_Work instructions_. In the response, each entry below should appear again exactly as given.

(Saved entries)
■ ■ ■
//! Errors as values: `Result`, `?`, custom error enums with `thiserror`,
//! wrapping with a source, and matching on kinds.

use std::collections::HashMap;
use std::error::Error as _;
use std::num::ParseIntError;

use thiserror::Error;

#[derive(Debug, Error)]
pub enum ConfigError {
    #[error("key {0:?} not found")]
    Missing(String),
    #[error("key {key:?} is not a number")]
    NotANumber {
        key: String,
        #[source]
        source: ParseIntError,
    },
    #[error("port {0} is out of range")]
    OutOfRange(u32),
}

pub fn lookup(settings: &HashMap<&str, &str>, key: &str) -> Result<String, ConfigError> {
    settings
        .get(key)
        .map(|v| v.to_string())
        .ok_or_else(|| ConfigError::Missing(key.to_string()))
}

pub fn port(settings: &HashMap<&str, &str>) -> Result<u16, ConfigError> {
    let raw = lookup(settings, "port")?;
    let value: u32 = raw.parse().map_err(|source| ConfigError::NotANumber {
        key: "port".to_string(),
        source,
    })?;
    u16::try_from(value)
        .ok()
        .filter(|p| *p != 0)
        .ok_or(ConfigError::OutOfRange(value))
}

fn report(result: Result<u16, ConfigError>) {
    match result {
        Ok(port) => println!("  ok: port {port}"),
        Err(err) => {
            println!("  error: {err}");
            let mut source = err.source();
            while let Some(cause) = source {
                println!("    caused by: {cause}");
                source = cause.source();
            }
            // Matching on the variant is the equivalent of checking a sentinel.
            if matches!(err, ConfigError::Missing(_)) {
                println!("    (a default could be used here)");
            }
        }
    }
}

fn boxed_errors() -> Result<i32, Box<dyn std::error::Error>> {
    let a: i32 = "20".parse()?;
    let b: i32 = "22".parse()?;
    if a + b != 42 {
        return Err("arithmetic is broken".into());
    }
    Ok(a + b)
}

pub fn run() {
    println!("=== Errors ===\n");

    println!("--- Custom error enum ---");
    let cases: [&[(&str, &str)]; 4] = [
        &[("port", "8080")],
        &[],
        &[("port", "eighty")],
        &[("port", "70000")],
    ];
    for case in cases {
        let settings: HashMap<&str, &str> = case.iter().copied().collect();
        println!("settings {:?}", case);
        report(port(&settings));
    }

    println!("\n--- Box<dyn Error> with ? ---");
    match boxed_errors() {
        Ok(v) => println!("  ok: {v}"),
        Err(e) => println!("  error: {e}"),
    }

    println!("\n--- Option to Result ---");
    let empty: Vec<i32> = Vec::new();
    let first = empty.first().ok_or("empty list");
    println!("  first of [] = {:?}", first);

    println!("\n=== Key Points ===");
    println!("1. Errors are ordinary return values, not exceptions");
    println!("2. `?` returns early and converts with From");
    println!("3. #[source] keeps the chain for reporting");
}

#[cfg(test)]
mod tests {
    use super::*;
    use std::error::Error;

    fn settings(pairs: &[(&'static str, &'static str)]) -> HashMap<&'static str, &'static str> {
        pairs.iter().copied().collect()
    }

    #[test]
    fn test_port_parses() {
        assert_eq!(port(&settings(&[("port", "8080")])).unwrap(), 8080);
    }

    #[test]
    fn test_port_error_kinds() {
        assert!(matches!(port(&settings(&[])), Err(ConfigError::Missing(k)) if k == "port"));
        assert!(matches!(
            port(&settings(&[("port", "x")])),
            Err(ConfigError::NotANumber { .. })
        ));
        assert!(matches!(
            port(&settings(&[("port", "70000")])),
            Err(ConfigError::OutOfRange(70000))
        ));
        assert!(matches!(port(&settings(&[("port", "0")])), Err(ConfigError::OutOfRange(0))));
    }

    #[test]
    fn test_source_chain_is_kept() {
        let err = port(&settings(&[("port", "x")])).unwrap_err();
        assert!(err.source().is_some());
    }
}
■ ■ ■
_Answer for this exercise_.
//! Errors as values: `Result`, `?`, custom error enums with `thiserror`,
//! wrapping with a source, and matching on kinds.

use std::collections::HashMap;
use std::error::Error as _;
use std::num::ParseIntError;

use thiserror::Error;

#[derive(Debug, Error)]
pub enum ConfigError {
    #[error("key {0:?} not found")]
    Missing(String),
    #[error("key {key:?} is not a number")]
    NotANumber {
        key: String,
        #[source]
        source: ParseIntError,
    },
    #[error("port {0} is out of range")]
    OutOfRange(u32),
}

pub fn lookup(settings: &HashMap<&str, &str>, key: &str) -> Result<String, ConfigError> {
    settings
        .get(key)
        .map(|v| v.to_string())
        .ok_or_else(|| ConfigError::Missing(key.to_string()))
}

pub fn port(settings: &HashMap<&str, &str>) -> Result<u16, ConfigError> {
    let raw = lookup(settings, "port")?;
    let value: u32 = raw.parse().map_err(|source| ConfigError::NotANumber {
        key: "port".to_string(),
        source,
    })?;
    u16::try_from(value)
        .ok()
        .filter(|p| *p != 0)
        .ok_or(ConfigError::OutOfRange(value))
}

fn report(result: Result<u16, ConfigError>) {
    match result {
        Ok(port) => println!("  ok: port {port}"),
        Err(err) => {
            println!("  error: {err}");
            let mut source = err.source();
            while let Some(cause) = source {
                println!("    caused by: {cause}");
                source = cause.source();
            }
            // Matching on the variant is the equivalent of checking a sentinel.
            if matches!(err, ConfigError::Missing(_)) {
                println!("    (a default could be used here)");
            }
        }
    }
}

fn boxed_errors() -> Result<i32, Box<dyn std::error::Error>> {
    let a: i32 = "20".parse()?;
    let b: i32 = "22".parse()?;
    if a + b != 42 {
        return Err("arithmetic is broken".into());
    }
    Ok(a + b)
}

pub fn run() {
    println!("=== Errors ===\n");

    println!("--- Custom error enum ---");
    let cases: [&[(&str, &str)]; 4] = [
        &[("port", "8080")],
        &[],
        &[("port", "eighty")],
        &[("port", "70000")],
    ];
    for case in cases {
        let settings: HashMap<&str, &str> = case.iter().copied().collect();
        println!("settings {:?}", case);
        report(port(&settings));
    }

    println!("\n--- Box<dyn Error> with ? ---");
    match boxed_errors() {
        Ok(v) => println!("  ok: {v}"),
        Err(e) => println!("  error: {e}"),
    }

    println!("\n--- Option to Result ---");
    let empty: Vec<i32> = Vec::new();
    let first = empty.first().ok_or("empty list");
    println!("  first of [] = {:?}", first);

    println!("\n=== Key Points ===");
    println!("1. Errors are ordinary return values, not exceptions");
    println!("2. `?` returns early and converts with From");
    println!("3. #[source] keeps the chain for reporting");
}

#[cfg(test)]
mod tests {
    use super::*;
    use std::error::Error;

    fn settings(pairs: &[(&'static str, &'static str)]) -> HashMap<&'static str, &'static str> {
        pairs.iter().copied().collect()
    }

    #[test]
    fn test_port_parses() {
        assert_eq!(port(&settings(&[("port", "8080")])).unwrap(), 8080);
    }

    #[test]
    fn test_port_error_kinds() {
        assert!(matches!(port(&settings(&[])), Err(ConfigError::Missing(k)) if k == "port"));
        assert!(matches!(
            port(&settings(&[("port", "x")])),
            Err(ConfigError::NotANumber { .. })
        ));
        assert!(matches!(
            port(&settings(&[("port", "70000")])),
            Err(ConfigError::OutOfRange(70000))
        ));
        assert!(matches!(port(&settings(&[("port", "0")])), Err(ConfigError::OutOfRange(0))));
    }

    #[test]
    fn test_source_chain_is_kept() {
        let err = port(&settings(&[("port", "x")])).unwrap_err();
        assert!(err.source().is_some());
    }
}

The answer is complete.